Estate Planning

You've worked your entire life accumulating your estate, why would you let someone else determine what happens to it?  Regardless of your net worth, it is important to establish a solid estate plan.  You have the opportunity when you pass to decide who will get what, how they will get it, and when they will get it.  If you do not make these decisions and allocate things as you would like them, then someone else will.  Ask yourself if you really want an anonymous third-party telling you who should receive your assets, keepsakes, heirlooms, and memories?  We strongly feel that estate planning is an essential part of every financial plan.  As with other topics, we've started a collection of relevant articles on estate planning.  We hope that you will find the articles informative, and urge you to not wait to begin the estate planning process

Estate Planning Pitfall: Joint Assets

There's a common misconception that owning a home or another asset jointly with your spouse or child is an effective way to transfer the asset. It's true that, when people own property as joint tenants with rights of survivorship and one owner dies, the deceased owner's interest is automatically transferred to the survivor without going through probate. But joint ownership can have significant tax disadvantages.

Wasting An Exemption

For a married couple, it can waste one spouse's estate tax exemption. Suppose that you and your spouse jointly own a home. When you die, your interest automatically goes to your spouse tax-free under the marital deduction. Let's say that, when your spouse dies, the home is worth $10 million. Assuming a $5 million estate tax exemption and a 35% marginal rate, the home will generate $1.75 million in tax liability. You can avoid this tax by owning the home in equal shares as tenants-in-common and leaving your share to a credit shelter trust.

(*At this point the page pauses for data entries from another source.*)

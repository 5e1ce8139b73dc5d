use std::path::PathBuf;

use clap::{Parser, Subcommand};

#[derive(Parser)]
#[command(name = "signal-flow", version, about = "Social-signal enrichment and card delivery pipeline")]
pub struct Cli {
    #[command(subcommand)]
    pub command: Command,
}

#[derive(Subcommand)]
pub enum Command {
    /// Run the orchestrator: beat scheduler plus all pipeline jobs.
    Worker,

    /// Serve the health/metrics/preview HTTP endpoints.
    Serve {
        #[arg(long, default_value = "0.0.0.0")]
        host: String,
        #[arg(long, default_value_t = 8000)]
        port: u16,
    },

    /// One ingestion polling pass over the configured handles.
    Ingest,

    /// One enrichment pass (security + market scanners).
    Scan,

    /// One on-chain verification pass.
    Verify {
        #[arg(long, default_value_t = 100)]
        limit: usize,
    },

    /// One outbox dispatch pass.
    Dispatch,

    /// Build a card for an event key and print it as JSON.
    Card {
        event_key: String,
        #[arg(long)]
        render: bool,
    },

    /// Print the card JSON schema.
    Schema,

    /// Load and validate the rules directory.
    ValidateRules {
        #[arg(long)]
        dir: Option<PathBuf>,
    },
}
//! Card push job: build cards for enriched signals and hand them to the
//! outbox, at most once per event per send window.

use crate::kv::Kv;
use crate::messaging;
use crate::outbox::enqueue_card;
use crate::store::{Db, signals};

use super::{CardBuilder, CardError};

/// Send-window dedup key, bucketed hourly like the card send path.
pub fn sent_key(event_key: &str) -> String {
    let bucket = chrono::Utc::now().format("%Y%m%d%H");
    format!("cards:sent:{event_key}:{bucket}")
}

const SENT_TTL_SECS: u64 = 5400;

#[derive(Debug, Default, Clone, serde::Serialize)]
pub struct PushStats {
    pub scanned: usize,
    pub enqueued: usize,
    pub deduped: usize,
    pub skipped: usize,
}

/// Build and enqueue cards for signals the scanners have enriched.
///
/// The KV sent-marker keeps one card per event per window; the outbox
/// idempotency key below this layer keeps the delivery itself exactly-once.
pub async fn push_ready_cards(
    db: &Db,
    kv: &Kv,
    builder: &CardBuilder,
    limit: usize,
) -> PushStats {
    let mut stats = PushStats::default();

    let keys = {
        let conn = db.lock().await;
        match signals::list_pushable(&conn, limit) {
            Ok(keys) => keys,
            Err(e) => {
                tracing::warn!(stage = "cards.push.scan_error", error = %e);
                return stats;
            }
        }
    };
    stats.scanned = keys.len();

    let channel_id = messaging::effective_channel_id();
    let thread_id = messaging::effective_thread_id();

    for event_key in keys {
        match kv.set_nx_ex(&sent_key(&event_key), "1", SENT_TTL_SECS).await {
            Ok(true) => {}
            Ok(false) => {
                stats.deduped += 1;
                continue;
            }
            Err(e) => {
                tracing::warn!(stage = "cards.push.dedup_error", error = %e);
                stats.skipped += 1;
                continue;
            }
        }

        match builder.build_card(&event_key, true).await {
            Ok(card) => {
                let payload = match serde_json::to_value(&card) {
                    Ok(v) => v,
                    Err(e) => {
                        tracing::warn!(stage = "cards.push.encode_error", error = %e);
                        stats.skipped += 1;
                        continue;
                    }
                };
                match enqueue_card(db, channel_id, thread_id, &event_key, &payload).await {
                    Ok(row_id) => {
                        stats.enqueued += 1;
                        tracing::info!(
                            stage = "cards.push.enqueued",
                            event_key = %event_key,
                            outbox_id = row_id,
                            card_type = ?card.card_type,
                        );
                    }
                    Err(e) => {
                        tracing::warn!(stage = "cards.push.enqueue_error", event_key = %event_key, error = %e);
                        stats.skipped += 1;
                    }
                }
            }
            Err(CardError::NoUsableSources) | Err(CardError::NotFound) => {
                // Not card-worthy yet; release the window so a later pass
                // can try again once enrichment lands.
                let _ = kv.del(&sent_key(&event_key)).await;
                stats.skipped += 1;
            }
            Err(e) => {
                tracing::warn!(stage = "cards.push.build_error", event_key = %event_key, error = %e);
                stats.skipped += 1;
            }
        }
    }

    tracing::info!(
        stage = "cards.push.complete",
        scanned = stats.scanned,
        enqueued = stats.enqueued,
        deduped = stats.deduped,
        skipped = stats.skipped,
    );
    stats
}
//! HTTP surface: liveness, metrics scrape and card preview.

use std::sync::Arc;

use axum::Router;
use axum::extract::{Query, State};
use axum::http::StatusCode;
use axum::response::{IntoResponse, Response};
use axum::routing::get;
use serde::Deserialize;
use serde_json::json;
use tower_http::cors::CorsLayer;

use crate::cards::{CardBuilder, CardError};
use crate::kv::Kv;
use crate::metrics;
use crate::sched;

pub struct ApiState {
    pub kv: Kv,
    pub builder: CardBuilder,
}

pub enum ApiError {
    NotFound(String),
    Validation(String),
    Unavailable(String),
    Internal(String),
}

impl IntoResponse for ApiError {
    fn into_response(self) -> Response {
        let (status, reason) = match self {
            ApiError::NotFound(msg) => (StatusCode::NOT_FOUND, msg),
            ApiError::Validation(msg) => (StatusCode::UNPROCESSABLE_ENTITY, msg),
            ApiError::Unavailable(msg) => (StatusCode::SERVICE_UNAVAILABLE, msg),
            ApiError::Internal(msg) => (StatusCode::INTERNAL_SERVER_ERROR, msg),
        };
        (status, axum::Json(json!({ "reason": reason }))).into_response()
    }
}

impl From<CardError> for ApiError {
    fn from(err: CardError) -> ApiError {
        match err {
            CardError::InvalidEventKey => ApiError::Validation("invalid_event_key".to_string()),
            CardError::NotFound => ApiError::NotFound("event not found".to_string()),
            CardError::NoUsableSources => ApiError::Unavailable("no_usable_sources".to_string()),
            CardError::Schema(msg) => ApiError::Internal(msg),
            CardError::Other(e) => ApiError::Internal(format!("{e:#}")),
        }
    }
}

pub async fn serve(host: &str, port: u16, state: Arc<ApiState>) -> anyhow::Result<()> {
    let app = Router::new()
        .route("/healthz", get(healthz))
        .route("/metrics", get(metrics_text))
        .route("/cards/preview", get(preview_card))
        .layer(CorsLayer::permissive())
        .with_state(state);

    let addr = format!("{host}:{port}");
    tracing::info!(stage = "api.serve", addr = %addr);
    let listener = tokio::net::TcpListener::bind(&addr).await?;
    axum::serve(listener, app).await?;
    Ok(())
}

async fn healthz(State(state): State<Arc<ApiState>>) -> Response {
    let beat_ok = sched::beat_healthy(&state.kv).await;
    let body = json!({ "ok": beat_ok, "beat": beat_ok });
    if beat_ok {
        (StatusCode::OK, axum::Json(body)).into_response()
    } else {
        (StatusCode::SERVICE_UNAVAILABLE, axum::Json(body)).into_response()
    }
}

async fn metrics_text() -> Response {
    if !crate::envcfg::env_bool("METRICS_EXPOSED", true) {
        return StatusCode::NOT_FOUND.into_response();
    }
    (
        StatusCode::OK,
        [("Content-Type", "text/plain; version=0.0.4")],
        metrics::export_text(),
    )
        .into_response()
}

#[derive(Deserialize)]
struct PreviewParams {
    event_key: String,
    #[serde(default)]
    render: bool,
}

async fn preview_card(
    State(state): State<Arc<ApiState>>,
    Query(params): Query<PreviewParams>,
) -> Result<Response, ApiError> {
    let card = state
        .builder
        .build_card(&params.event_key, params.render)
        .await?;
    Ok(axum::Json(card).into_response())
}
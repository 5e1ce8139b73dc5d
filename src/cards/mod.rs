//! Card assembly: gather the security, market, on-chain, rules and
//! evidence sections for an event, compute degradation flags, generate the
//! summary, and validate the final payload.

pub mod push;
pub mod schema;
pub mod summary;

use std::sync::Arc;

use serde_json::{Value, json};
use thiserror::Error;

use crate::metrics;
use crate::providers::dex::{DexProvider, DexSnapshot};
use crate::rules::hotreload::HotConfigRegistry;
use crate::rules::{Evaluation, Level, RuleEngine};
use crate::store::models::{EventRow, EventType, RiskLabel, SignalRow};
use crate::store::{Db, events, signals};
use schema::{
    Card, CardData, CardLevel, CardMeta, CardRisk, CardType, DexSection, Diagnostic, EvidenceItem,
    GoplusSection, OnchainSection, Rendered, RulesSection,
};
use summary::{SummaryBackend, SummaryConfig, summarize_card};

#[derive(Debug, Error)]
pub enum CardError {
    #[error("invalid_event_key")]
    InvalidEventKey,
    #[error("event not found")]
    NotFound,
    #[error("no_usable_sources")]
    NoUsableSources,
    #[error("schema validation failed: {0}")]
    Schema(String),
    #[error(transparent)]
    Other(#[from] anyhow::Error),
}

pub struct CardBuilder {
    db: Db,
    dex: Arc<DexProvider>,
    engine: RuleEngine,
    summary_backend: SummaryBackend,
    summary_cfg: SummaryConfig,
}

impl CardBuilder {
    pub fn new(db: Db, dex: Arc<DexProvider>, registry: Arc<HotConfigRegistry>) -> CardBuilder {
        CardBuilder {
            db,
            dex,
            engine: RuleEngine::new(registry),
            summary_backend: SummaryBackend::from_env(),
            summary_cfg: SummaryConfig::from_env(),
        }
    }

    pub fn with_summary_backend(mut self, backend: SummaryBackend) -> CardBuilder {
        self.summary_backend = backend;
        self
    }

    /// Build a schema-validated card for an event.
    pub async fn build_card(&self, event_key: &str, render: bool) -> Result<Card, CardError> {
        if !schema::EVENT_KEY_RE.is_match(event_key) {
            return Err(CardError::InvalidEventKey);
        }

        let (event, signal) = {
            let conn = self.db.lock().await;
            let event = events::get_event(&conn, event_key).map_err(CardError::Other)?;
            let signal = signals::get_by_event(&conn, event_key).map_err(CardError::Other)?;
            (event, signal)
        };
        let Some(event) = event else {
            return Err(CardError::NotFound);
        };

        let mut degrade = false;
        let mut degrade_reasons: Vec<String> = Vec::new();

        // Security section comes from the enriched signal row.
        let security_present = signal.as_ref().is_some_and(|s| s.goplus_risk.is_some());
        let goplus = match &signal {
            Some(s) if s.goplus_risk.is_some() => build_goplus_section(s),
            _ => {
                degrade = true;
                degrade_reasons.push("missing goplus".to_string());
                GoplusSection {
                    risk: CardRisk::Gray,
                    risk_source: "unavailable".to_string(),
                    tax_buy: None,
                    tax_sell: None,
                    lp_locked: None,
                    honeypot: None,
                    diagnostic: None,
                }
            }
        };

        // Market section comes from the DEX provider (cached or live).
        let dex_snapshot = match &event.token_ca {
            Some(ca) => Some(self.dex.get_snapshot("eth", ca).await),
            None => None,
        };
        let dex_present = dex_snapshot
            .as_ref()
            .is_some_and(|s| s.price_usd.is_some() || s.liquidity_usd.is_some());
        let dex = if dex_present {
            build_dex_section(dex_snapshot.as_ref().unwrap())
        } else {
            degrade = true;
            degrade_reasons.push("missing dex".to_string());
            DexSection::default()
        };

        if !security_present && !dex_present {
            return Err(CardError::NoUsableSources);
        }

        // On-chain section when the verifier has stamped the signal.
        let onchain = signal.as_ref().and_then(|s| {
            s.onchain_asof_ts.as_ref().map(|asof| OnchainSection {
                features_snapshot: Some(json!({
                    "asof_ts": asof,
                    "confidence": s.onchain_confidence,
                })),
                source_level: Some("warehouse".to_string()),
            })
        });

        // Rules evaluation over the combined signals ∪ events row.
        let ctx = eval_context(&event, signal.as_ref(), dex_snapshot.as_ref());
        let evaluation = self.engine.evaluate(&ctx);
        let rules_missing = evaluation.rules_version == "error";
        if rules_missing {
            degrade = true;
            degrade_reasons.push("missing rules".to_string());
        }
        let rules = build_rules_section(&evaluation, rules_missing, &degrade_reasons);

        let evidence = build_evidence(&event);

        // data_as_of: oldest timestamp among the sources.
        let mut timestamps: Vec<String> = Vec::new();
        if security_present {
            if let Some(s) = &signal {
                timestamps.push(s.updated_at.clone());
            }
        }
        if let Some(snap) = &dex_snapshot {
            if dex_present {
                timestamps.push(snap.timestamp.clone());
            }
        }
        if let Some(s) = &signal {
            if let Some(asof) = &s.onchain_asof_ts {
                timestamps.push(asof.clone());
            }
        }
        let data_as_of = match timestamps.iter().min() {
            Some(ts) => ts.clone(),
            None => {
                degrade = true;
                degrade_reasons.push("missing data_as_of".to_string());
                crate::store::now_ts()
            }
        };

        let card_type = classify_card_type(&event, onchain.is_some(), rules.level);

        let mut card = Card {
            event_key: event_key.to_string(),
            card_type,
            data: CardData {
                goplus,
                dex,
                onchain,
                rules,
            },
            evidence,
            summary: String::new(),
            risk_note: String::new(),
            rendered: None,
            meta: CardMeta {
                version: schema::CARD_VERSION.to_string(),
                data_as_of,
                summary_backend: "template".to_string(),
                used_refiner: None,
                degrade: None,
            },
        };

        // Summary generation over the pre-summary payload.
        let mut payload = serde_json::to_value(&card).unwrap_or(Value::Null);
        if let Some(symbol) = &event.symbol {
            payload["symbol"] = json!(symbol);
        }
        let (summary, risk_note, summary_meta) =
            summarize_card(&payload, &self.summary_backend, &self.summary_cfg);
        card.summary = summary;
        card.risk_note = risk_note;
        card.meta.summary_backend = summary_meta.backend;
        if !summary_meta.used_refiner.is_empty() {
            card.meta.used_refiner = Some(summary_meta.used_refiner);
        }
        if degrade || summary_meta.degrade {
            card.meta.degrade = Some(true);
            metrics::CARDS_DEGRADE_COUNT.inc();
        }

        if render {
            card.rendered = render_card(&card);
        }

        card.validate().map_err(CardError::Schema)?;

        tracing::info!(
            stage = "cards.build",
            event_key = %event_key,
            card_type = ?card.card_type,
            degrade = degrade,
            reasons_len = degrade_reasons.len(),
        );

        Ok(card)
    }
}

fn build_goplus_section(signal: &SignalRow) -> GoplusSection {
    let risk = match signal.goplus_risk.unwrap_or(RiskLabel::Unknown) {
        RiskLabel::Green => CardRisk::Green,
        RiskLabel::Yellow => CardRisk::Yellow,
        RiskLabel::Red => CardRisk::Red,
        RiskLabel::Gray | RiskLabel::Unknown => CardRisk::Gray,
    };
    GoplusSection {
        risk,
        risk_source: "GoPlus@v1".to_string(),
        tax_buy: signal.buy_tax,
        tax_sell: signal.sell_tax,
        lp_locked: signal.lp_lock_days.map(|d| d > 0),
        honeypot: signal.honeypot,
        diagnostic: None,
    }
}

fn build_dex_section(snap: &DexSnapshot) -> DexSection {
    let diagnostic = Diagnostic {
        source: (!snap.source.is_empty()).then(|| snap.source.clone()),
        cache: snap.cache.then_some(true),
        stale: snap.stale.then_some(true),
        degrade: snap.degrade.then_some(true),
    };
    DexSection {
        price_usd: snap.price_usd,
        liquidity_usd: snap.liquidity_usd,
        fdv: snap.fdv,
        ohlc: serde_json::to_value(&snap.ohlc).ok(),
        diagnostic: (!diagnostic.is_empty()).then_some(diagnostic),
    }
}

fn build_rules_section(
    evaluation: &Evaluation,
    rules_missing: bool,
    degrade_reasons: &[String],
) -> RulesSection {
    if rules_missing {
        return RulesSection {
            level: CardLevel::None,
            score: None,
            reasons: degrade_reasons.iter().take(3).cloned().collect(),
            all_reasons: None,
        };
    }

    // Engine levels map onto the card vocabulary: caution stays caution,
    // everything else is surveillance.
    let level = match evaluation.level {
        Level::Caution => CardLevel::Caution,
        Level::Opportunity | Level::Observe => CardLevel::Watch,
    };

    let mut reasons = evaluation.reasons.clone();
    for reason in degrade_reasons {
        if reasons.len() >= 3 {
            break;
        }
        if !reasons.contains(reason) {
            reasons.push(reason.clone());
        }
    }

    RulesSection {
        level,
        score: Some(evaluation.score),
        reasons,
        all_reasons: Some(evaluation.all_reasons.iter().take(20).cloned().collect()),
    }
}

fn build_evidence(event: &EventRow) -> Option<Vec<EvidenceItem>> {
    let items = event.evidence.as_array()?;
    let mut out = Vec::new();
    for item in items {
        let Value::Object(map) = item else { continue };
        let kind = map
            .get("source")
            .and_then(|v| v.as_str())
            .unwrap_or("post")
            .chars()
            .take(schema::EVIDENCE_TYPE_MAX)
            .collect::<String>();

        let author = map.get("author").and_then(|v| v.as_str()).unwrap_or("unknown");
        let ts = map.get("ts").and_then(|v| v.as_str()).unwrap_or("");
        let desc: String = format!("@{author} {ts}")
            .chars()
            .take(schema::EVIDENCE_DESC_MAX)
            .collect();

        let url = map
            .get("tweet_id")
            .and_then(|v| v.as_str())
            .map(|id| format!("https://x.com/{author}/status/{id}"));

        out.push(EvidenceItem { kind, desc, url });
    }
    (!out.is_empty()).then_some(out)
}

fn classify_card_type(event: &EventRow, onchain_present: bool, level: CardLevel) -> CardType {
    // Market-wide risk events override the regular ladder.
    if event.event_type == EventType::MarketUpdate && level == CardLevel::Caution {
        return CardType::MarketRisk;
    }
    if onchain_present && matches!(level, CardLevel::Caution | CardLevel::Risk) {
        return CardType::Primary;
    }
    if level == CardLevel::Watch {
        return CardType::Secondary;
    }
    CardType::Topic
}

/// Combined evaluation context: signal columns plus the most recent
/// sentiment observed in the event's evidence refs.
fn eval_context(
    event: &EventRow,
    signal: Option<&SignalRow>,
    dex: Option<&DexSnapshot>,
) -> serde_json::Map<String, Value> {
    let mut ctx = serde_json::Map::new();
    if let Some(s) = signal {
        if let Some(risk) = s.goplus_risk {
            ctx.insert("goplus_risk".to_string(), json!(risk.as_str()));
        }
        insert_opt(&mut ctx, "buy_tax", s.buy_tax);
        insert_opt(&mut ctx, "sell_tax", s.sell_tax);
        if let Some(days) = s.lp_lock_days {
            ctx.insert("lp_lock_days".to_string(), json!(days));
        }
        insert_opt(&mut ctx, "dex_liquidity", s.dex_liquidity);
        insert_opt(&mut ctx, "dex_volume_1h", s.dex_volume_1h);
        insert_opt(&mut ctx, "heat_slope", s.heat_slope);
    }

    // A live market snapshot backfills columns the scanner has not written
    // yet, so the engine does not report dex as missing while data exists.
    if let Some(snap) = dex {
        if !ctx.contains_key("dex_liquidity") {
            insert_opt(&mut ctx, "dex_liquidity", snap.liquidity_usd);
        }
        if !ctx.contains_key("dex_volume_1h") {
            insert_opt(&mut ctx, "dex_volume_1h", snap.volume_1h);
        }
    }

    if let Some(refs) = event.evidence.as_array() {
        let last_sentiment = refs
            .iter()
            .rev()
            .find_map(|r| r.get("sentiment_score").and_then(|v| v.as_f64()));
        insert_opt(&mut ctx, "last_sentiment_score", last_sentiment);
    }
    ctx
}

fn insert_opt(ctx: &mut serde_json::Map<String, Value>, key: &str, value: Option<f64>) {
    if let Some(v) = value {
        ctx.insert(key.to_string(), json!(v));
    }
}

/// Optional renderers; failures just omit the section.
fn render_card(card: &Card) -> Option<Rendered> {
    let tg = render_tg(card);
    let ui = render_ui(card);
    if tg.is_none() && ui.is_none() {
        return None;
    }
    Some(Rendered { tg, ui })
}

fn render_tg(card: &Card) -> Option<String> {
    let mut text = format!("<b>{}</b>\n{}\n{}", card.event_key, card.summary, card.risk_note);
    if let Some(items) = &card.evidence {
        for item in items.iter().take(3) {
            text.push_str(&format!("\n· {}", item.desc));
        }
    }
    Some(text.chars().take(4096).collect())
}

fn render_ui(card: &Card) -> Option<String> {
    let html = format!(
        "<div class=\"card {:?}\"><h3>{}</h3><p>{}</p><p class=\"risk\">{}</p></div>",
        card.card_type, card.event_key, card.summary, card.risk_note
    );
    Some(html.chars().take(8192).collect())
}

Adding your child's name to an asset's title as joint owner also can be a costly mistake. For one thing, it's considered an immediate, taxable gift of half of the property's value. What's more, joint ownership doesn't remove the home from your taxable estate (though an adjustment is made in computing the estate tax liability that offsets any prior gift tax reporting, so there's no double tax). Finally, it gives your child control over the property and exposes it to claims by the child's creditors.

Joint Home Ownership Problem

Income taxes can also be a concern, especially if a jointly owned home is your principal residence and you sell it, which would normally qualify for special tax treatment. If you own only 50% of the property, only that percentage is eligible (unless the joint tenant also resides in the home and meets the other requirements). Before adding a joint tenant to your property, consider alternative ways to hold the property and still accomplish your objectives.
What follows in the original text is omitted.